For April Parker, her family’s hometown is almost a map of her heritage.
Parker grew up spending every summer in Chadbourn, North Carolina, a predominantly Black agricultural town in Columbus County that historically developed as a major producer of tobacco and cotton. Straddling the eastern North Carolina-South Carolina border, a region once known as the Carolina Border Belt for its ideal soil conditions, Parker says Chadbourn is a town where the legacy of slavery and Jim Crow are laid bare.
“It’s like you walk back in time,” Parker, a clinical assistant professor at the UNC School of Social Work, said. “There’s literally train tracks that split the town.”
Twenty-three percent of Columbus County is farmland, and many of the old agricultural industries that were historically worked by enslaved Black folk remain.
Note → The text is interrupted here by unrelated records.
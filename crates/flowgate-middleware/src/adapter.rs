//! Handler list adapter.
//!
//! [`HandlerList`] wraps plain callables and handler objects into a [`Flow`]
//! and ends the flow with a caller-supplied `finish` continuation. `finish`
//! runs exactly once after the flow completes, unless a handler sent the
//! response.

use crate::error::FlowResult;
use crate::flow::Flow;
use crate::middleware::{BoxFuture, Handler, Middleware, Next};
use crate::state::FlowState;
use crate::types::{Request, Response};
use flowgate_telemetry::metrics::record_flow_finish;

/// A list of handlers run in order, followed by `finish`.
///
/// `finish` still runs when a handler stops the flow by not calling `next`;
/// it is only skipped when the response was sent.
///
/// # Example
///
/// ```ignore
/// use flowgate_middleware::{HandlerList, Next};
///
/// let list = HandlerList::new([authenticate, load_user]);
/// let finish = Next::terminal(|_req, res, _state| {
///     Box::pin(async move {
///         res.send(StatusCode::NOT_FOUND, "no route");
///         Ok(())
///     })
/// });
///
/// list.run(&mut request, &mut response, &mut state, finish).await?;
/// ```
#[derive(Clone, Debug, Default)]
pub struct HandlerList {
    flow: Flow,
}

impl HandlerList {
    /// Wraps `handlers`, in order.
    pub fn new(handlers: impl IntoIterator<Item = Handler>) -> Self {
        Self {
            flow: Flow::new(handlers),
        }
    }

    /// Returns the underlying flow.
    #[must_use]
    pub fn flow(&self) -> &Flow {
        &self.flow
    }

    /// Runs every handler, then `finish` unless the response was sent.
    ///
    /// Handler errors propagate and `finish` is not called.
    pub async fn run<'a>(
        &'a self,
        request: &'a mut Request,
        response: &'a mut Response,
        state: &'a mut FlowState,
        finish: Next<'a>,
    ) -> FlowResult {
        self.flow.run(request, response, state).await?;

        if response.is_sent() {
            record_flow_finish(false);
            tracing::debug!(
                invocation_id = %state.invocation_id(),
                status = response.status().as_u16(),
                "response sent, skipping finish"
            );
            return Ok(());
        }

        record_flow_finish(true);
        finish.run(request, response, state).await
    }
}

impl FromIterator<Handler> for HandlerList {
    fn from_iter<I: IntoIterator<Item = Handler>>(iter: I) -> Self {
        Self::new(iter)
    }
}

impl Middleware for HandlerList {
    fn name(&self) -> &'static str {
        "handler_list"
    }

    fn handle<'a>(
        &'a self,
        request: &'a mut Request,
        response: &'a mut Response,
        state: &'a mut FlowState,
        next: Next<'a>,
    ) -> BoxFuture<'a, FlowResult> {
        Box::pin(self.run(request, response, state, next))
    }
}

#[cfg(test)]
mod tests {
    use super::*;
    use http::{Method, StatusCode, Uri};
    use serde_json::json;

    fn request() -> Request {
        Request::new(Method::GET, Uri::from_static("/"))
    }

    fn finish_marker<'a>() -> Next<'a> {
        Next::terminal(|_req, _res, state| {
            Box::pin(async move {
                state.set("finished", true);
                Ok(())
            })
        })
    }

    #[tokio::test]
    async fn test_finish_runs_after_flow() {
        let list = HandlerList::new([Handler::named_fn("mark", |req, res, next, state| {
            Box::pin(async move {
                state.set("mark", 1);
                next.run(req, res, state).await
            })
        })]);

        let mut state = FlowState::new();
        list.run(&mut request(), &mut Response::new(), &mut state, finish_marker())
            .await
            .unwrap();
        assert_eq!(state.to_value(), json!({ "mark": 1, "finished": true }));
    }

    #[tokio::test]
    async fn test_finish_skipped_when_sent() {
        let list = HandlerList::new([Handler::named_fn("send", |_req, res, _next, _state| {
            Box::pin(async move {
                res.send(StatusCode::OK, "ok");
                Ok(())
            })
        })]);

        let mut state = FlowState::new();
        let mut response = Response::new();
        list.run(&mut request(), &mut response, &mut state, finish_marker())
            .await
            .unwrap();
        assert!(response.is_sent());
        assert!(state.get("finished").is_none());
    }

    #[tokio::test]
    async fn test_empty_list_still_finishes() {
        let list = HandlerList::default();
        let mut state = FlowState::new();
        list.run(&mut request(), &mut Response::new(), &mut state, finish_marker())
            .await
            .unwrap();
        assert_eq!(state.get("finished"), Some(&json!(true)));
    }

    #[test]
    fn test_middleware_name() {
        assert_eq!(Handler::object(HandlerList::default()).name(), "handler_list");
    }
}
//! Flow error types.

use flowgate_core::DispatchError;
use thiserror::Error;

/// Result type for handlers and flows.
pub type FlowResult<T = ()> = Result<T, FlowError>;

/// Errors raised by handlers or by dispatch inside a flow.
///
/// Flows never catch these; they propagate to whoever ran the flow.
#[derive(Debug, Error)]
pub enum FlowError {
    /// A dispatch predicate failed.
    #[error("dispatch failed: {0}")]
    Dispatch(#[from] DispatchError),

    /// A handler reported a failure.
    #[error("handler `{name}` failed: {message}")]
    Handler {
        /// Handler name.
        name: String,
        /// Failure description.
        message: String,
    },

    /// Any other error raised inside a handler.
    #[error(transparent)]
    Other(#[from] anyhow::Error),
}

impl FlowError {
    /// Creates a handler error.
    pub fn handler(name: impl Into<String>, message: impl Into<String>) -> Self {
        Self::Handler {
            name: name.into(),
            message: message.into(),
        }
    }
}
Growing up, Parker says the fields were still where many in her family worked until the late 1980s.
Yet Chadbourn’s history with enslaved labor and its lasting legacy isn’t the only thing about the town that serves to viscerally remind Parker of her heritage; it’s also an area with a strong American Indian community. Parker is a proud Black woman, but grew up only distantly aware that her grandmother’s side of the family was also Waccamaw Siouan, a southeastern tribe located along small communities like Buckhead and St. James in Columbus and Bladen counties.
Being physically detached from these communities, Parker and her immediate family hardly considered themselves Waccamaw Siouan…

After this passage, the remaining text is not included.